------ The data
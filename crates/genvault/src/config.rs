//! Layered configuration.
//!
//! Sources, in increasing precedence:
//! - Bundled defaults (include_str! from genvault.toml)
//! - `~/.config/genvault/genvault.toml`
//! - `./genvault.toml`
//! - An explicit file passed by the caller
//! - `GENVAULT__SECTION__KEY` environment variables

use crate::observability::LoggingConfig;
use config::{Config, Environment, File, FileFormat};
use derive_getters::Getters;
use genvault_cache::CacheConfig;
use genvault_cloud::CloudConfig;
use genvault_error::{ConfigError, GenvaultError, GenvaultResult};
use genvault_hybrid::{DownloadConfig, ReplicationConfig};
use serde::{Deserialize, Serialize};
use std::path::{Path, PathBuf};
use std::time::Duration;
use tracing::{debug, instrument};

/// Bundled default configuration.
const DEFAULT_CONFIG: &str = include_str!("../../../genvault.toml");

/// Settings of the `[storage]` section.
#[derive(Debug, Clone, PartialEq, Eq, Serialize, Deserialize, Getters)]
pub struct StorageConfig {
    /// Root directory of the local tier
    #[serde(default = "default_storage_root")]
    root: PathBuf,
    /// Deadline for writing one version (seconds)
    #[serde(default = "default_write_timeout_secs")]
    write_timeout_secs: u64,
}

fn default_storage_root() -> PathBuf {
    PathBuf::from("./genvault-data")
}

fn default_write_timeout_secs() -> u64 {
    120
}

impl Default for StorageConfig {
    fn default() -> Self {
        Self {
            root: default_storage_root(),
            write_timeout_secs: default_write_timeout_secs(),
        }
    }
}

impl StorageConfig {
    /// Local tier rooted at `root` with default timeouts.
    pub fn with_root(root: impl Into<PathBuf>) -> Self {
        Self {
            root: root.into(),
            ..Self::default()
        }
    }

    /// Local write deadline.
    pub fn write_timeout(&self) -> Duration {
        Duration::from_secs(self.write_timeout_secs)
    }
}

/// Settings of the `[database]` section.
#[derive(Debug, Clone, Default, PartialEq, Eq, Serialize, Deserialize, Getters)]
pub struct DatabaseConfig {
    /// Connection URL; `None` falls back to `DATABASE_URL`
    #[serde(default)]
    url: Option<String>,
}

/// Complete genvault configuration.
///
/// # Example
///
/// ```no_run
/// use genvault::GenvaultConfig;
///
/// # fn main() -> genvault_error::GenvaultResult<()> {
/// let config = GenvaultConfig::load()?;
/// println!("local tier at {}", config.storage().root().display());
/// # Ok(())
/// # }
/// ```
#[derive(Debug, Clone, Default, PartialEq, Serialize, Deserialize, Getters)]
pub struct GenvaultConfig {
    /// Local tier
    #[serde(default)]
    storage: StorageConfig,
    /// Download cache
    #[serde(default)]
    cache: CacheConfig,
    /// Cloud tier
    #[serde(default)]
    cloud: CloudConfig,
    /// Background replication policy
    #[serde(default)]
    replication: ReplicationConfig,
    /// Download locators
    #[serde(default)]
    download: DownloadConfig,
    /// Record store
    #[serde(default)]
    database: DatabaseConfig,
    /// Logging
    #[serde(default)]
    logging: LoggingConfig,
}

impl GenvaultConfig {
    /// Load configuration from the standard locations.
    ///
    /// # Errors
    ///
    /// Returns a `ConfigError` if a source cannot be read or parsed.
    pub fn load() -> GenvaultResult<Self> {
        Self::load_with(None)
    }

    /// Load configuration, layering `explicit` over the standard locations.
    ///
    /// # Errors
    ///
    /// Returns a `ConfigError` if a source cannot be read or parsed, or if
    /// `explicit` does not exist.
    #[instrument]
    pub fn load_with(explicit: Option<&Path>) -> GenvaultResult<Self> {
        debug!("Loading configuration with precedence: env > explicit > current dir > home dir > bundled defaults");

        let mut builder =
            Config::builder().add_source(File::from_str(DEFAULT_CONFIG, FileFormat::Toml));

        if let Some(home) = dirs::home_dir() {
            let home_config = home.join(".config/genvault/genvault.toml");
            builder = builder.add_source(File::from(home_config).required(false));
        }

        builder = builder.add_source(File::with_name("genvault").required(false));

        if let Some(path) = explicit {
            builder = builder.add_source(File::from(path).required(true));
        }

        builder = builder.add_source(
            Environment::with_prefix("GENVAULT")
                .prefix_separator("__")
                .separator("__")
                .try_parsing(true),
        );

        builder
            .build()
            .map_err(|e| {
                GenvaultError::from(ConfigError::new(format!(
                    "Failed to build configuration: {}",
                    e
                )))
            })?
            .try_deserialize()
            .map_err(|e| {
                GenvaultError::from(ConfigError::new(format!(
                    "Failed to parse configuration: {}",
                    e
                )))
            })
    }

    /// Load configuration from a single TOML string, without other sources.
    pub fn from_toml(toml: &str) -> GenvaultResult<Self> {
        Config::builder()
            .add_source(File::from_str(toml, FileFormat::Toml))
            .build()
            .map_err(|e| {
                GenvaultError::from(ConfigError::new(format!(
                    "Failed to build configuration: {}",
                    e
                )))
            })?
            .try_deserialize()
            .map_err(|e| {
                GenvaultError::from(ConfigError::new(format!(
                    "Failed to parse configuration: {}",
                    e
                )))
            })
    }

    /// The bundled defaults alone.
    pub fn bundled() -> GenvaultResult<Self> {
        Self::from_toml(DEFAULT_CONFIG)
    }

    /// Replace the storage section.
    pub fn with_storage(mut self, storage: StorageConfig) -> Self {
        self.storage = storage;
        self
    }

    /// Replace the cache section.
    pub fn with_cache(mut self, cache: CacheConfig) -> Self {
        self.cache = cache;
        self
    }

    /// Replace the cloud section.
    pub fn with_cloud(mut self, cloud: CloudConfig) -> Self {
        self.cloud = cloud;
        self
    }

    /// Replace the replication section.
    pub fn with_replication(mut self, replication: ReplicationConfig) -> Self {
        self.replication = replication;
        self
    }

    /// Replace the download section.
    pub fn with_download(mut self, download: DownloadConfig) -> Self {
        self.download = download;
        self
    }
}
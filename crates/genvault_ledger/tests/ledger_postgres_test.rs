//! Tests for the PostgreSQL version ledger.
//!
//! Require a reachable database in `DATABASE_URL`; run with
//! `cargo test -p genvault_ledger --features database -- --ignored`.

#![cfg(feature = "database")]

use genvault_core::ProjectId;
use genvault_error::{GenvaultErrorKind, LedgerErrorKind};
use genvault_ledger::{
    Completion, GenerationDraft, PostgresVersionLedger, VersionLedger, establish_connection,
    run_migrations,
};

fn ledger() -> PostgresVersionLedger {
    let mut conn = establish_connection(None).expect("DATABASE_URL must point at a test database");
    run_migrations(&mut conn).unwrap();
    PostgresVersionLedger::new(conn)
}

#[tokio::test]
#[ignore = "requires DATABASE_URL"]
async fn test_postgres_versions_and_activation() {
    let ledger = ledger();
    let project = ProjectId::new();

    let first = ledger.next_version(GenerationDraft::new(project)).await.unwrap();
    let second = ledger.next_version(GenerationDraft::new(project)).await.unwrap();
    assert_eq!((first.version, second.version), (1, 2));

    for id in [first.id, second.id] {
        ledger
            .mark_completed(
                id,
                Completion {
                    storage_path: format!("/tmp/{id}"),
                    file_count: 1,
                    total_size_bytes: 1,
                    ..Completion::default()
                },
            )
            .await
            .unwrap();
    }

    ledger.activate(project, first.id).await.unwrap();
    ledger.activate(project, second.id).await.unwrap();
    let active: Vec<_> = ledger
        .list_generations(project)
        .await
        .unwrap()
        .into_iter()
        .filter(|g| g.is_active)
        .collect();
    assert_eq!(active.len(), 1);
    assert_eq!(active[0].id, second.id);

    let err = ledger.delete(second.id).await.unwrap_err();
    match err.kind() {
        GenvaultErrorKind::Ledger(e) => {
            assert!(matches!(e.kind, LedgerErrorKind::ActiveGenerationProtected(_)))
        }
        other => panic!("unexpected error {other}"),
    }
    ledger.delete(first.id).await.unwrap();
    assert_eq!(ledger.get_project(project).await.unwrap().latest_version, 2);
}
------------
## Task item:
From the data above, show each line that contains "StorageConfig".

## Exercise answer:
pub struct StorageConfig {
impl Default for StorageConfig {
impl StorageConfig {
    storage: StorageConfig,
    pub fn with_storage(mut self, storage: StorageConfig) -> Self {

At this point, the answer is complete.